Work order:
Look in the material below for the line with "assert_eq!(first, second);" and the line with "let mut sprites: Vec<Sprite>", then set down exactly those two lines and all lines between, nothing more.

Supplied entries:
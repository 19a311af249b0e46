//! Frame tick integration tests for spawners, rockets, bursts, and the registry.
//!
//! Each test drives the same systems the binary schedules, through a bevy
//! `Schedule`, with `update_world_time` feeding the frame delta.

use bevy_ecs::prelude::*;
use raylib::prelude::{Color, Vector3};

use skyburst::components::firework::Firework;
use skyburst::components::particle::Particle;
use skyburst::components::physics::Atmosphere;
use skyburst::components::rocket::{Rocket, RocketConfig};
use skyburst::components::spawner::Spawner;
use skyburst::components::sprite::Sprite;
use skyburst::components::theme::ThemeId;
use skyburst::game::{self, Overrides};
use skyburst::resources::framestats::FrameStats;
use skyburst::resources::registry::Registry;
use skyburst::resources::simconfig::SimConfig;
use skyburst::resources::simcontext::SimContext;
use skyburst::resources::worldtime::WorldTime;
use skyburst::systems::time::update_world_time;

const EPSILON: f32 = 1e-4;

fn approx_eq(a: f32, b: f32) -> bool {
    (a - b).abs() < EPSILON
}

/// World with a calm atmosphere, a seeded context, and no spawners.
fn make_world() -> World {
    let mut ctx = SimContext::with_seed(1234);
    ctx.atmosphere = Atmosphere::calm();
    let mut world = World::new();
    world.insert_resource(WorldTime::default());
    world.insert_resource(ctx);
    world.insert_resource(Registry::new());
    world.insert_resource(FrameStats::default());
    world
}

fn tick(world: &mut World, schedule: &mut Schedule, dt: f32) {
    update_world_time(world, dt);
    schedule.run(world);
}

fn particle_at(y: f32, lifetime: f32) -> Particle {
    Particle::new(
        Vector3::new(0.0, y, 0.0),
        Vector3::new(0.0, 0.0, 0.0),
        lifetime,
        2.0,
        ThemeId(0),
        Color::WHITE,
    )
    .unwrap()
}

#[test]
fn spawner_fires_once_per_interval() {
    let mut world = make_world();
    world.spawn(Spawner::new(Vector3::new(0.0, 0.0, 0.0), 2.0).unwrap());
    // Keep rockets alive for the whole test so the count equals the launches.
    world.resource_mut::<SimContext>().rocket = RocketConfig::new(10.0, 100.0, 1.0).unwrap();
    let mut schedule = game::simulation_schedule();

    let mut launches_at = Vec::new();
    let mut previous = 0;
    for step in 1..=12 {
        tick(&mut world, &mut schedule, 0.5);
        let rockets = world.resource::<Registry>().counts().rockets;
        if rockets > previous {
            launches_at.push(step as f32 * 0.5);
            previous = rockets;
        }
    }
    assert_eq!(launches_at, vec![2.0, 4.0, 6.0]);
}

#[test]
fn spawner_large_delta_spawns_exactly_one_rocket() {
    let mut world = make_world();
    world.spawn(Spawner::new(Vector3::new(0.0, 0.0, 0.0), 2.0).unwrap());
    world.resource_mut::<SimContext>().rocket = RocketConfig::new(10.0, 100.0, 1.0).unwrap();
    let mut schedule = game::simulation_schedule();

    tick(&mut world, &mut schedule, 5.0);
    assert_eq!(world.resource::<Registry>().counts().rockets, 1);

    let mut q = world.query::<&Spawner>();
    let spawner = q.single(&world).unwrap();
    assert_eq!(spawner.launched(), 1);
    assert!(approx_eq(spawner.time_since_last(), 0.0));
}

#[test]
fn rocket_launched_and_burst_in_one_frame_is_pruned() {
    let mut world = make_world();
    world.spawn(Spawner::new(Vector3::new(0.0, 0.0, 0.0), 1.0).unwrap());
    world.resource_mut::<SimContext>().rocket = RocketConfig::new(10.0, 0.5, 1.0).unwrap();
    let count = world.resource::<SimContext>().burst.count();
    let mut schedule = game::simulation_schedule();

    tick(&mut world, &mut schedule, 1.0);

    let registry = world.resource::<Registry>();
    assert_eq!(registry.counts().rockets, 0);
    assert_eq!(registry.counts().particles, count);
    assert_eq!(registry.last_report().expired, 1);
    assert_eq!(registry.last_report().bursts, 1);
    assert_eq!(registry.total_inserted(), 1 + count as u64);
    for entity in registry.iter() {
        assert!(!entity.is_expired());
        assert!(approx_eq(entity.position().y, 10.0));
    }
}

#[test]
fn rocket_bursts_into_configured_count_at_its_position() {
    let mut world = make_world();
    let count = world.resource::<SimContext>().burst.count();
    let rocket = Rocket::new(
        Vector3::new(0.0, 0.0, 0.0),
        Vector3::new(0.0, 80.0, 0.0),
        1.0,
        2.0,
        ThemeId(2),
        Color::GREEN,
    )
    .unwrap();
    world.resource_mut::<Registry>().insert(rocket);
    let mut schedule = game::simulation_schedule();

    tick(&mut world, &mut schedule, 1.0);

    let registry = world.resource::<Registry>();
    assert_eq!(registry.counts().rockets, 0);
    assert_eq!(registry.counts().particles, count);
    for entity in registry.iter() {
        let Firework::Particle(p) = entity else {
            panic!("rocket should have been pruned");
        };
        assert!(approx_eq(p.position().y, 80.0));
        assert_eq!(p.theme(), ThemeId(2));
    }
}

#[test]
fn rocket_does_not_burst_before_fuse() {
    let mut world = make_world();
    let rocket = Rocket::new(
        Vector3::new(0.0, 0.0, 0.0),
        Vector3::new(0.0, 80.0, 0.0),
        1.0,
        2.0,
        ThemeId(0),
        Color::WHITE,
    )
    .unwrap();
    world.resource_mut::<Registry>().insert(rocket);
    let mut schedule = game::simulation_schedule();

    for _ in 0..3 {
        tick(&mut world, &mut schedule, 0.25);
    }
    let registry = world.resource::<Registry>();
    assert_eq!(registry.len(), 1);
    assert_eq!(registry.counts().rockets, 1);

    tick(&mut world, &mut schedule, 0.25);
    assert_eq!(world.resource::<Registry>().counts().rockets, 0);
    assert_eq!(world.resource::<Registry>().last_report().bursts, 1);
}

#[test]
fn registry_size_tracks_expiry_without_spawners() {
    let mut world = make_world();
    {
        let mut registry = world.resource_mut::<Registry>();
        for lifetime in [0.5, 1.0, 1.5, 2.0, 2.5] {
            registry.insert(particle_at(10.0, lifetime));
        }
    }
    let mut schedule = game::simulation_schedule();

    let mut expired_so_far = 0;
    for _ in 0..6 {
        tick(&mut world, &mut schedule, 0.5);
        let registry = world.resource::<Registry>();
        expired_so_far += registry.last_report().expired;
        assert_eq!(registry.len(), 5 - expired_so_far);
    }
    assert!(world.resource::<Registry>().is_empty());
}

#[test]
fn particle_overshooting_lifetime_is_pruned_same_frame() {
    let mut world = make_world();
    world.resource_mut::<Registry>().insert(particle_at(10.0, 2.0));
    let mut schedule = game::simulation_schedule();

    tick(&mut world, &mut schedule, 2.1);
    assert!(world.resource::<Registry>().is_empty());
}

#[test]
fn particles_below_floor_are_pruned() {
    let mut world = make_world();
    world.resource_mut::<SimContext>().atmosphere = Atmosphere {
        gravity: 100.0,
        wind_speed: 0.0,
        floor_y: 0.0,
    };
    world.resource_mut::<Registry>().insert(particle_at(1.0, 10.0));
    let mut schedule = game::simulation_schedule();

    tick(&mut world, &mut schedule, 0.5);
    assert!(world.resource::<Registry>().is_empty());
}

#[test]
fn wind_is_read_from_the_context_each_frame() {
    let mut world = make_world();
    world.resource_mut::<Registry>().insert(particle_at(10.0, 10.0));
    let mut schedule = game::simulation_schedule();

    tick(&mut world, &mut schedule, 1.0);
    world.resource_mut::<SimContext>().set_wind_speed(6.0);
    tick(&mut world, &mut schedule, 1.0);

    let registry = world.resource::<Registry>();
    let Some(Firework::Particle(p)) = registry.iter().next() else {
        panic!("particle should still be alive");
    };
    assert!(approx_eq(p.velocity().x, 6.0));
    assert!(approx_eq(p.position().x, 6.0));
}

#[test]
fn paused_frames_do_not_advance_anything() {
    let mut world = make_world();
    world.spawn(Spawner::new(Vector3::new(0.0, 0.0, 0.0), 0.5).unwrap());
    world.resource_mut::<Registry>().insert(particle_at(10.0, 1.0));
    world.insert_resource(WorldTime::default().with_time_scale(0.0));
    let mut schedule = game::simulation_schedule();

    for _ in 0..10 {
        tick(&mut world, &mut schedule, 0.5);
    }
    let registry = world.resource::<Registry>();
    assert_eq!(registry.len(), 1);
    let Some(Firework::Particle(p)) = registry.iter().next() else {
        panic!("particle should still be alive");
    };
    assert_eq!(p.age(), 0.0);
}

#[test]
fn render_all_twice_produces_identical_draws() {
    let mut world = game::build_world(
        SimConfig::new(),
        Overrides {
            seed: Some(7),
            wind_speed: None,
        },
    )
    .unwrap();
    let mut schedule = game::simulation_schedule();
    for _ in 0..240 {
        tick(&mut world, &mut schedule, 1.0 / 60.0);
    }

    let registry = world.resource::<Registry>();
    assert!(!registry.is_empty());
    let mut first: Vec<Sprite> = Vec::new();
    let mut second: Vec<Sprite> = Vec::new();
    registry.render_all(&mut first);
    registry.render_all(&mut second);
    assert_eq!(first.len(), registry.len());
    assert_eq!(first, second);
}

#[test]
fn headless_schedule_counts_draws() {
    let mut world = game::build_world(
        SimConfig::new(),
        Overrides {
            seed: Some(3),
            wind_speed: Some(5.0),
        },
    )
    .unwrap();
    let mut schedule = game::headless_schedule();
    for _ in 0..300 {
        tick(&mut world, &mut schedule, 1.0 / 60.0);
    }

    let stats = *world.resource::<FrameStats>();
    let live = world.resource::<Registry>().len();
    assert_eq!(stats.frames, 300);
    assert_eq!(stats.draws_last_frame, live);
    assert!(stats.total_draws > 0);
    assert!(stats.peak_live >= live);
}

#[test]
fn seeded_worlds_evolve_identically() {
    let run = || {
        let mut world = game::build_world(
            SimConfig::new(),
            Overrides {
                seed: Some(99),
                wind_speed: Some(-3.0),
            },
        )
        .unwrap();
        let mut schedule = game::simulation_schedule();
        for _ in 0..200 {
            tick(&mut world, &mut schedule, 1.0 / 60.0);
        }
        let mut sprites: Vec<Sprite> = Vec::new();
        world.resource::<Registry>().render_all(&mut sprites);
        sprites
    };
    assert_eq!(run(), run());
}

Expected answer:
    assert_eq!(first, second);
}

#[test]
fn headless_schedule_counts_draws() {
    let mut world = game::build_world(
        SimConfig::new(),
        Overrides {
            seed: Some(3),
            wind_speed: Some(5.0),
        },
    )
    .unwrap();
    let mut schedule = game::headless_schedule();
    for _ in 0..300 {
        tick(&mut world, &mut schedule, 1.0 / 60.0);
    }

    let stats = *world.resource::<FrameStats>();
    let live = world.resource::<Registry>().len();
    assert_eq!(stats.frames, 300);
    assert_eq!(stats.draws_last_frame, live);
    assert!(stats.total_draws > 0);
    assert!(stats.peak_live >= live);
}

#[test]
fn seeded_worlds_evolve_identically() {
    let run = || {
        let mut world = game::build_world(
            SimConfig::new(),
            Overrides {
                seed: Some(99),
                wind_speed: Some(-3.0),
            },
        )
        .unwrap();
        let mut schedule = game::simulation_schedule();
        for _ in 0..200 {
            tick(&mut world, &mut schedule, 1.0 / 60.0);
        }
        let mut sprites: Vec<Sprite> = Vec::new();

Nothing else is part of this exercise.